Building trust is crucial for organizations looking to fully leverage the benefits of AI. Without trust in the outputs of AI systems, customers and employees are unlikely to embrace these technologies. Recognizing the importance of explainability, 40 percent of respondents in the McKinsey survey identified it as a key risk in adopting gen AI. Yet, only 17 percent stated that they were actively working to address this issue.
To address the need for enhanced AI explainability (XAI), organizations are turning to tools and practices designed to provide insight into how AI systems operate and generate results. By shedding light on the inner workings of complex AI algorithms, XAI can increase trust and engagement among users. This transparency is crucial as organizations move from initial AI deployments to widespread adoption across the enterprise.

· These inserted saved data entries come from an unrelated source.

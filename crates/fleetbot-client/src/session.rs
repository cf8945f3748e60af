//! Session collaborator contract
//!
//! [`Session`] is the stateful object that actually talks to the remote game
//! server: it owns the HTTP client, the scraped caches and the coarse-grained
//! exclusion primitive. The serialization controller in [`crate::lock`] never
//! inspects session internals; it only drives the `lock`/`unlock` pair and
//! delegates domain operations through this trait.
//!
//! [`NamedLock`] is the exclusion primitive a session implementation embeds:
//! one permit, acquired exactly once per outermost transaction, with the name
//! of the holding critical section retained for diagnostics.

use async_trait::async_trait;
use fleetbot_core::{
    CelestialId, Coordinate, DefensesInfos, Facilities, Fleet, FleetId, FleetOrder, MoonId,
    Planet, PlanetId, Researches, ResourceBuildings, Resources, Result, ShipOrder, ShipsInfos,
    Slots, Timestamp, UniverseConfig, UnitId,
};
use std::sync::Mutex;
use tokio::sync::Semaphore;
use tracing::{debug, warn};

// ----------------------------------------------------------------------------
// Named Lock
// ----------------------------------------------------------------------------

/// Single-permit lock that remembers which critical section holds it
///
/// `lock` waits until the permit frees up; `unlock` never blocks, which lets
/// the controller release from a synchronous drop path. Waiters are served in
/// the semaphore's FIFO order.
#[derive(Debug)]
pub struct NamedLock {
    permit: Semaphore,
    holder: Mutex<Option<&'static str>>,
}

impl NamedLock {
    pub fn new() -> Self {
        Self {
            permit: Semaphore::new(1),
            holder: Mutex::new(None),
        }
    }

    /// Acquire exclusive access on behalf of the named critical section
    pub async fn lock(&self, name: &'static str) {
        let permit = self
            .permit
            .acquire()
            .await
            .expect("session lock semaphore is never closed");
        permit.forget();
        *self.holder.lock().expect("holder mutex poisoned") = Some(name);
        debug!(section = name, "session lock acquired");
    }

    /// Release exclusive access; `name` should match the acquiring section
    pub fn unlock(&self, name: &'static str) {
        let mut holder = self.holder.lock().expect("holder mutex poisoned");
        if *holder != Some(name) {
            warn!(
                section = name,
                holder = holder.unwrap_or("<free>"),
                "unlock by a section that does not hold the lock"
            );
        }
        *holder = None;
        drop(holder);
        self.permit.add_permits(1);
        debug!(section = name, "session lock released");
    }

    /// Name of the critical section currently holding the lock, if any
    pub fn holder(&self) -> Option<&'static str> {
        *self.holder.lock().expect("holder mutex poisoned")
    }
}

impl Default for NamedLock {
    fn default() -> Self {
        Self::new()
    }
}

// ----------------------------------------------------------------------------
// Session Trait
// ----------------------------------------------------------------------------

/// The stateful game-session collaborator
///
/// Implementations perform the real network/scrape work. Every method except
/// `lock`/`unlock`/`universe`/`cached_researches` assumes the caller holds the
/// session lock; the [`SessionLock`](crate::SessionLock) wrappers guarantee
/// that. Failures are reported as recoverable [`fleetbot_core::GameError`]s.
#[async_trait]
pub trait Session: Send + Sync + 'static {
    /// Block until this session grants exclusive access to `name`
    async fn lock(&self, name: &'static str);

    /// Release exclusive access previously granted to `name`; never blocks
    fn unlock(&self, name: &'static str);

    /// Static geometry and speed settings of the connected universe
    fn universe(&self) -> &UniverseConfig;

    /// Research levels from the last `research` fetch, if any
    ///
    /// This is the one cached fact the controller reads without locking: it
    /// feeds pure calculations that touch no remote state.
    fn cached_researches(&self) -> Option<Researches>;

    async fn login(&self) -> Result<()>;
    async fn logout(&self);
    async fn is_under_attack(&self) -> Result<bool>;
    async fn server_time(&self) -> Result<Timestamp>;

    async fn planets(&self) -> Result<Vec<Planet>>;
    async fn planet(&self, planet: PlanetId) -> Result<Planet>;

    async fn resources(&self, celestial: CelestialId) -> Result<Resources>;
    async fn resource_buildings(&self, celestial: CelestialId) -> Result<ResourceBuildings>;
    async fn facilities(&self, celestial: CelestialId) -> Result<Facilities>;
    async fn ships(&self, celestial: CelestialId) -> Result<ShipsInfos>;
    async fn defenses(&self, celestial: CelestialId) -> Result<DefensesInfos>;
    async fn production_queue(&self, celestial: CelestialId) -> Result<Vec<ShipOrder>>;

    /// Fetch research levels and refresh the cache behind `cached_researches`
    async fn research(&self) -> Result<Researches>;

    async fn build(&self, celestial: CelestialId, unit: UnitId, count: u32) -> Result<()>;
    async fn cancel_building(&self, celestial: CelestialId) -> Result<()>;
    async fn cancel_research(&self, celestial: CelestialId) -> Result<()>;

    async fn fleets(&self) -> Result<(Vec<Fleet>, Slots)>;
    async fn slots(&self) -> Result<Slots>;
    async fn send_fleet(&self, from: CelestialId, order: &FleetOrder) -> Result<Fleet>;
    async fn cancel_fleet(&self, fleet: FleetId) -> Result<()>;

    /// Launch up to `count` interplanetary missiles; returns the number sent
    async fn send_missiles(&self, from: PlanetId, target: Coordinate, count: u32) -> Result<u32>;

    /// Scan a coordinate with a moon's sensor phalanx
    async fn phalanx(&self, from: MoonId, target: Coordinate) -> Result<Vec<Fleet>>;
}

#[cfg(test)]
mod tests {
    use super::*;
    use std::sync::Arc;

    #[tokio::test]
    async fn test_named_lock_tracks_holder() {
        let lock = NamedLock::new();
        assert_eq!(lock.holder(), None);

        lock.lock("GetResources").await;
        assert_eq!(lock.holder(), Some("GetResources"));

        lock.unlock("GetResources");
        assert_eq!(lock.holder(), None);
    }

    #[tokio::test]
    async fn test_named_lock_blocks_second_acquirer() {
        let lock = Arc::new(NamedLock::new());
        lock.lock("First").await;

        let contender = {
            let lock = Arc::clone(&lock);
            tokio::spawn(async move {
                lock.lock("Second").await;
                lock.unlock("Second");
            })
        };

        // the contender cannot finish while we hold the permit
        tokio::time::sleep(std::time::Duration::from_millis(20)).await;
        assert!(!contender.is_finished());

        lock.unlock("First");
        contender.await.expect("contender panicked");
    }
}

Investing in XAI can yield significant returns for organizations. By enhancing transparency and understanding of AI models, XAI can help mitigate operational risks, ensure regulatory compliance, support continuous improvement, boost stakeholder confidence, and drive user adoption. XAI is not just a compliance requirement; it is a strategic enabler that can enhance the value of AI technologies across the organization.
To successfully implement XAI, organizations should build cross-functional teams, define clear objectives, develop an action plan, select appropriate tools, and continuously monitor and iterate on their explainability efforts. By integrating explainability into the design, development, and governance of AI systems, organizations can foster trust, ensure compliance with regulations, and drive adoption and innovation.
As AI becomes increasingly integral to decision-making processes, transparency and understanding will be essential for organizations to build trust and realize the full potential of AI technologies. By prioritizing explainability, governance, information security, and human-centricity, organizations can create a foundation for responsible AI adoption that benefits both users and the business. Trust, supported by these pillars, will enable AI systems to deliver tangible value while upholding human autonomy and dignity.